7.3.20

Morreu Rafael Correia, o algarvio que deu a conhecer este “Lugar ao Sul”

 As cerimónias fúnebres decorrem este domingo, 8 de Março, na Igreja de São Luís, em Faro
Rafael Correia, o algarvio que foi o criador e a voz do mítico programa “Lugar ao Sul”, da Antena 1, morreu esta sexta-feira, 6 de Março, aos 82 anos, em Faro, vítima de doença prolongada.
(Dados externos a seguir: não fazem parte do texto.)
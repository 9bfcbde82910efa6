/*!
 * Statistics and Consistency Checks
 */

use super::super::traits::CompletionTracker;
use super::super::types::{BlockManagerStats, BlockState, ListStats};
use super::BlockManager;
use crate::core::types::Size;

impl<T: CompletionTracker> BlockManager<T> {
    /// Snapshot of heap usage and list occupancy
    pub fn stats(&self) -> BlockManagerStats {
        let mut stats = BlockManagerStats {
            heap_count: 0,
            heaps_pending_deletion: 0,
            total_bytes: 0,
            used_bytes: 0,
            free_bytes: 0,
            usage_percentage: 0.0,
            largest_free_block: self.largest_free(None),
            pool_records: self.pool.len(),
            pool_record_limit: self.pool.max_records(),
            pool: self.list_stats(BlockState::Pool),
            free: self.list_stats(BlockState::Free),
            allocated: self.list_stats(BlockState::Allocated),
            submitted: self.list_stats(BlockState::Submitted),
            deleted: self.list_stats(BlockState::Deleted),
        };

        for heap in self.heaps() {
            stats.heap_count += 1;
            if heap.deletion_pending {
                stats.heaps_pending_deletion += 1;
                continue;
            }
            stats.total_bytes += heap.total_size();
            stats.used_bytes += heap.used;
            stats.free_bytes += heap.free;
        }

        if stats.total_bytes > 0 {
            stats.usage_percentage = stats.used_bytes as f64 / stats.total_bytes as f64 * 100.0;
        }
        stats
    }

    fn list_stats(&self, state: BlockState) -> ListStats {
        let list = &self.lists[state.index()];
        ListStats {
            count: list.len(),
            bytes: list.size(),
        }
    }

    /// Verify every structural invariant, listing each violation found
    ///
    /// Checks that adjacency chains are gap-free and cover their heaps, that
    /// heap counters match their blocks, that no two neighbours are both
    /// free, and that list aggregates match list contents.
    pub fn check_invariants(&self) -> Result<(), Vec<String>> {
        let mut violations = Vec::new();
        let mut chained = 0;

        for heap in self.heaps() {
            let id = heap.id;
            let mut expected_offset = 0;
            let mut used: Size = 0;
            let mut free: Size = 0;
            let mut previous_free = false;

            for index in heap.chain(&self.pool) {
                chained += 1;
                let block = self.pool.block(index);
                if block.heap != Some(id) {
                    violations.push(format!("{id}: block {} claims heap {:?}", block.id, block.heap));
                }
                if block.offset != expected_offset {
                    violations.push(format!(
                        "{id}: block {} at offset {} leaves a gap or overlap at {expected_offset}",
                        block.id, block.offset
                    ));
                }
                expected_offset = block.end();

                match block.state {
                    BlockState::Free => {
                        if previous_free {
                            violations.push(format!("{id}: free block {} follows a free block", block.id));
                        }
                        free += block.size;
                    }
                    BlockState::Allocated | BlockState::Submitted => used += block.size,
                    BlockState::Deleted => {}
                    BlockState::Pool => {
                        violations.push(format!("{id}: pool record {} on adjacency chain", block.id));
                    }
                }
                previous_free = block.state == BlockState::Free;
            }

            if expected_offset != heap.total_size() {
                violations.push(format!(
                    "{id}: blocks cover {expected_offset} of {} bytes",
                    heap.total_size()
                ));
            }
            if heap.used != used || heap.free != free {
                violations.push(format!(
                    "{id}: counters used={} free={} but blocks hold used={used} free={free}",
                    heap.used, heap.free
                ));
            }
            if !heap.deletion_pending && heap.used + heap.free != heap.total_size() {
                violations.push(format!(
                    "{id}: used {} + free {} != total {}",
                    heap.used,
                    heap.free,
                    heap.total_size()
                ));
            }
            if let Some(scratch) = heap.scratch {
                let block = self.pool.block(scratch);
                if block.heap != Some(id)
                    || !matches!(block.state, BlockState::Allocated | BlockState::Submitted)
                {
                    violations.push(format!("{id}: scratch block {} is {}", block.id, block.state));
                }
            }
        }

        let mut listed = 0;
        for state in BlockState::ALL {
            let list = &self.lists[state.index()];
            let indices = list.indices(&self.pool);
            let bytes: Size = indices.iter().map(|&i| self.pool.block(i).size).sum();
            if indices.len() != list.len() || bytes != list.size() {
                violations.push(format!(
                    "{state} list reports {} blocks / {} bytes but holds {} / {bytes}",
                    list.len(),
                    list.size(),
                    indices.len()
                ));
            }
            if let Some(&stray) = indices.iter().find(|&&i| self.pool.block(i).state != state) {
                violations.push(format!(
                    "{state} list holds block {} in state {}",
                    self.pool.block(stray).id,
                    self.pool.block(stray).state
                ));
            }
            listed += indices.len();
        }

        if listed != self.pool.len() {
            violations.push(format!(
                "{listed} records listed but the pool owns {}",
                self.pool.len()
            ));
        }
        let pool_listed = self.lists[BlockState::Pool.index()].len();
        if chained + pool_listed != self.pool.len() {
            violations.push(format!(
                "{chained} chained + {pool_listed} spare records != {} owned",
                self.pool.len()
            ));
        }

        if violations.is_empty() {
            Ok(())
        } else {
            Err(violations)
        }
    }
}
Reformado desde 2008, Rafael Correia fez, durante longas décadas, o programa “Lugar ao Sul”, um espaço de recolha – e divulgação – da cultura popular, não só do Algarve, como do Alentejo. Nele cabiam as tradições, as músicas e as gentes: no fundo, aquilo que conferia identidade a um território.
Numa crónica publicada no Diário de Notícias, aquando do fim do programa, em 2008, a jornalista Fernanda Câncio deu a conhecer a maneira peculiar de trabalhar de Rafael Correia:
«Passou décadas a percorrer o país à procura de pessoas, vozes, histórias, canções, usos e ofícios. A maior parte das vezes só, só ele e o seu gravador, só ele e o equipamento de som. Fez da solidão uma espécie de missão, talvez mesmo de fé. Dizem os colegas e os que o chefiaram que também no estúdio, a montar o programa, se fechava horas, só ele e o seu material».
 Para o histórico jornalista Adelino Gomes, o “Lugar ao Sul” foi mesmo «o mais belo programa da rádio jamais feito sobre a terra, as gentes, os costumes, a cultura do Sul do continente português».
Mesmo já tendo terminado há mais de 10 anos, numa suspensão polémica, este programa continua na memória de muitos ouvintes.
Disso mesmo deu conta João Paulo Guerra, hoje, aos microfones da Antena1. «Ainda hoje há ouvintes a escreverem para o provedor do ouvinte, a perguntar quando regressa o “Lugar ao Sul” e o Rafael Correia», disse o provedor do ouvinte.
Entre os muitos prémios que recebeu ao longo da sua vida, Rafael Correia, natural de Santa Bárbara de Nexe (Faro), foi agraciado, em 1994, com Prémio de Comunicação Social da Região de Turismo do Algarve.
As cerimónias fúnebres decorrem este domingo, 8 de Março, às 10h00, na Igreja de São Luís, em Faro.